Savannah State, and Florida A&M—both often criticized for their participation in guaranteed games—subsidize 67 percent and 71.98 percent, respectively. For Savannah State, whose annual athletics budget is roughly $6.3 million, a $300,000 payout to play Colorado State opening weekend means close to a 5 percent dent in the overall budget (and roughly 12.5 percent of the amount left after subsidies).

But Joe said “It is not the major colleges’ fiduciary responsibility to balance small colleges’ athletic budgets.

“If a [smaller Division I school] college cannot financially accommodate its football program, it needs to drop down to Division II; if it cannot handle its Division II football program, it needs to drop down to the Division III (no scholarship) level; if it cannot handle a Division III football budget, it needs to, emphatically, drop Football altogether.”

But Hugine said completely doing away with the programs is not an option.
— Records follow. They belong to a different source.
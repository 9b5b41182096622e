use clap::ArgMatches;
use colored::*;

use crate::cli_context::CliContext;
use crate::config::{load_config, save_config};
use crate::permissions::UserRole;
use crate::store::LabelStore;

pub async fn handle_auth(matches: &ArgMatches) -> Result<(), Box<dyn std::error::Error>> {
    if let Some(api_key) = matches.get_one::<String>("api-key") {
        let mut context = CliContext::load()?;
        context.set_api_key(api_key.clone())?;
        println!("API key saved successfully!");

        // Test the API key against the configured project, if any
        let config = load_config();
        if let (Some(workspace), Some(project)) = (config.workspace_slug, config.default_project_id) {
            let client = context.verified_client()?;
            match client.list_labels(&workspace, &project).await {
                Ok(labels) => println!("{} Connected, {} label(s) in project", "✅".green(), labels.len()),
                Err(e) => println!("{} Failed to authenticate: {}", "❌".red(), e),
            }
        }
    } else if matches.get_flag("show") {
        let config = load_config();
        match config.api_key {
            Some(key) => println!("API Key: {}", mask_api_key(&key)),
            None => println!("No API key configured"),
        }
    } else {
        println!("Usage: plane-labels auth --api-key <KEY> or plane-labels auth --show");
    }
    Ok(())
}

/// First 8 and last 4 characters of a key. Short keys are not shown at all.
pub fn mask_api_key(key: &str) -> String {
    let count = key.chars().count();
    if count <= 12 {
        return "(set)".to_string();
    }

    let head: String = key.chars().take(8).collect();
    let tail: String = key.chars().skip(count - 4).collect();
    format!("{}...{}", head, tail)
}

/// Persist the default workspace, project and the actor's project role.
pub async fn handle_configure(matches: &ArgMatches) -> Result<(), Box<dyn std::error::Error>> {
    let mut config = load_config();

    if let Some(url) = matches.get_one::<String>("base-url") {
        config.base_url = Some(url.clone());
    }
    if let Some(workspace) = matches.get_one::<String>("workspace") {
        config.workspace_slug = Some(workspace.clone());
    }
    if let Some(project) = matches.get_one::<String>("project") {
        config.default_project_id = Some(project.clone());
    }
    if let Some(role) = matches.get_one::<String>("role") {
        config.role = UserRole::parse(role).ok_or_else(|| format!("Unknown role '{}'", role))?;
    }

    save_config(&config)?;
    println!("{}", "Configuration saved.".green());
    Ok(())
}
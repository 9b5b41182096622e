use std::sync::{Arc, Mutex};

use async_trait::async_trait;

use crate::coordinator::{LabelOperations, LabelTarget};
use crate::models::{Issue, IssuePatch, Label, LabelDraft};
use crate::notify::NotificationQueue;
use crate::store::{IssueStateAccessor, IssueStore, LabelStore, StoreError, StoreResult};

#[derive(Debug, Clone, PartialEq)]
pub struct UpdateCall {
    pub workspace_slug: String,
    pub project_id: String,
    pub issue_id: String,
    pub patch: IssuePatch,
}

#[derive(Default)]
pub struct RecordingIssueStore {
    pub calls: Mutex<Vec<UpdateCall>>,
    pub failure: Option<StoreError>,
}

impl RecordingIssueStore {
    pub fn failing(err: StoreError) -> Self {
        Self {
            calls: Mutex::new(Vec::new()),
            failure: Some(err),
        }
    }

    pub fn calls(&self) -> Vec<UpdateCall> {
        self.calls.lock().unwrap().clone()
    }
}

#[async_trait]
impl IssueStore for RecordingIssueStore {
    async fn update_issue(
        &self,
        workspace_slug: &str,
        project_id: &str,
        issue_id: &str,
        patch: &IssuePatch,
    ) -> StoreResult<()> {
        self.calls.lock().unwrap().push(UpdateCall {
            workspace_slug: workspace_slug.to_string(),
            project_id: project_id.to_string(),
            issue_id: issue_id.to_string(),
            patch: patch.clone(),
        });
        match &self.failure {
            Some(err) => Err(err.clone()),
            None => Ok(()),
        }
    }
}

#[derive(Default)]
pub struct FakeLabelStore {
    pub created: Mutex<Vec<LabelDraft>>,
    pub failure: Option<StoreError>,
    pub existing: Vec<Label>,
}

impl FakeLabelStore {
    pub fn failing(err: StoreError) -> Self {
        Self {
            failure: Some(err),
            ..Self::default()
        }
    }

    pub fn created(&self) -> Vec<LabelDraft> {
        self.created.lock().unwrap().clone()
    }
}

#[async_trait]
impl LabelStore for FakeLabelStore {
    async fn create_label(&self, _workspace_slug: &str, project_id: &str, draft: &LabelDraft) -> StoreResult<Label> {
        let mut created = self.created.lock().unwrap();
        created.push(draft.clone());
        if let Some(err) = &self.failure {
            return Err(err.clone());
        }
        Ok(Label {
            id: format!("new-{}", created.len()),
            name: draft.name.clone(),
            color: draft.color.clone(),
            description: draft.description.clone(),
            parent: draft.parent.clone(),
            project_id: Some(project_id.to_string()),
            sort_order: None,
        })
    }

    async fn list_labels(&self, _workspace_slug: &str, _project_id: &str) -> StoreResult<Vec<Label>> {
        Ok(self.existing.clone())
    }
}

#[derive(Default)]
pub struct FakeAccessor {
    pub issue: Option<Issue>,
    pub inbox_issue: Option<Issue>,
    pub requested_inbox: Mutex<Vec<bool>>,
}

#[async_trait]
impl IssueStateAccessor for FakeAccessor {
    async fn get_issue(
        &self,
        _workspace_slug: &str,
        _project_id: &str,
        _issue_id: &str,
        is_inbox: bool,
    ) -> StoreResult<Option<Issue>> {
        self.requested_inbox.lock().unwrap().push(is_inbox);
        Ok(if is_inbox { self.inbox_issue.clone() } else { self.issue.clone() })
    }
}

pub fn issue_with_labels(label_ids: &[&str]) -> Issue {
    Issue {
        id: "issue-1".to_string(),
        name: "Crash on save".to_string(),
        sequence_id: Some(42),
        project_id: Some("proj-1".to_string()),
        label_ids: label_ids.iter().map(|s| s.to_string()).collect(),
    }
}

pub fn ids(values: &[&str]) -> Vec<String> {
    values.iter().map(|s| s.to_string()).collect()
}

/// Everything a coordinator test needs to observe.
pub struct Harness {
    pub operations: LabelOperations,
    pub issues: Arc<RecordingIssueStore>,
    pub labels: Arc<FakeLabelStore>,
    pub sink: Arc<NotificationQueue>,
    pub reported: Arc<Mutex<Vec<Vec<String>>>>,
}

impl Harness {
    pub fn persisted(issues: RecordingIssueStore, labels: FakeLabelStore) -> Self {
        let issues = Arc::new(issues);
        let labels = Arc::new(labels);
        let sink = Arc::new(NotificationQueue::new());
        let operations = LabelOperations::new(
            LabelTarget::Persisted(issues.clone()),
            labels.clone(),
            sink.clone(),
        );
        Self {
            operations,
            issues,
            labels,
            sink,
            reported: Arc::new(Mutex::new(Vec::new())),
        }
    }

    pub fn draft(labels: FakeLabelStore) -> Self {
        let issues = Arc::new(RecordingIssueStore::default());
        let labels = Arc::new(labels);
        let sink = Arc::new(NotificationQueue::new());
        let reported = Arc::new(Mutex::new(Vec::new()));
        let sink_for_reports = reported.clone();
        let operations = LabelOperations::new(
            LabelTarget::draft(move |label_ids| sink_for_reports.lock().unwrap().push(label_ids)),
            labels.clone(),
            sink.clone(),
        );
        Self {
            operations,
            issues,
            labels,
            sink,
            reported,
        }
    }

    pub fn reported(&self) -> Vec<Vec<String>> {
        self.reported.lock().unwrap().clone()
    }
}
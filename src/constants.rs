pub const PLANE_API_URL: &str = "https://api.plane.so";
pub const CONFIG_FILE: &str = ".plane-labels-config.json";

pub const API_KEY_ENV: &str = "PLANE_API_KEY";
pub const BASE_URL_ENV: &str = "PLANE_BASE_URL";
/// `error`, `info` or `debug`. Defaults to `info`.
pub const LOG_LEVEL_ENV: &str = "PLANE_LABELS_LOG";

/// Message the label endpoint returns when a project already has a label with that name.
pub const DUPLICATE_LABEL_ERROR: &str = "Label with the same name already exists in the project";

// Toast titles
pub const SUCCESS_TITLE: &str = "Success!";
pub const ERROR_TITLE: &str = "Error!";

// Toast messages
pub const ISSUE_UPDATE_FAILED: &str = "Issue update failed";
pub const LABEL_CREATED: &str = "Label created successfully";
pub const LABEL_EXISTS: &str = "Label already exists";
pub const LABEL_CREATE_FAILED: &str = "Label creation failed";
“We all know the importance of athletics to our institutions, what it does for the recruitment aspect of it. Believe it or not, even though the majority of the students on campus do not play in the athletic programs … they are attracted to the university because of athletic programs,” Hugine said.

“So there are advantages to having the programs, but what we have to be sure of is that we can [sustain] the cost of these programs within our ability to support them, that we don’t allow ourselves to go overboard and funding them beyond the university’s capacity to do so” without compromising the academic programs and other sports programs on campus, said Hugine.

“As long as we don’t allow the tail to wag the dog, I think that we’re OK, as it relates to athletics,” he added.

But Joe said that, while the institutions benefit, it is at the expense of the players.

“The football players will never profit from the guaranteed money, and, in all probability, neither will those respective football programs,” he continued.

“Oftentimes, after Division 1AA teams receive their ‘blood money,’ the players are so psychologically demoralized and injured, they are unable to compete admirably against teams on their same level,” said Joe. “Sometimes their entire season goes spiraling down the black hole of outer-space and the abyss of cyberspace, and they can’t beat their way out of a wet paper bag with holes in it. The residual effect of a traumatic defeat by a major college football team can destroy an entire season for a lower-level division college football team.”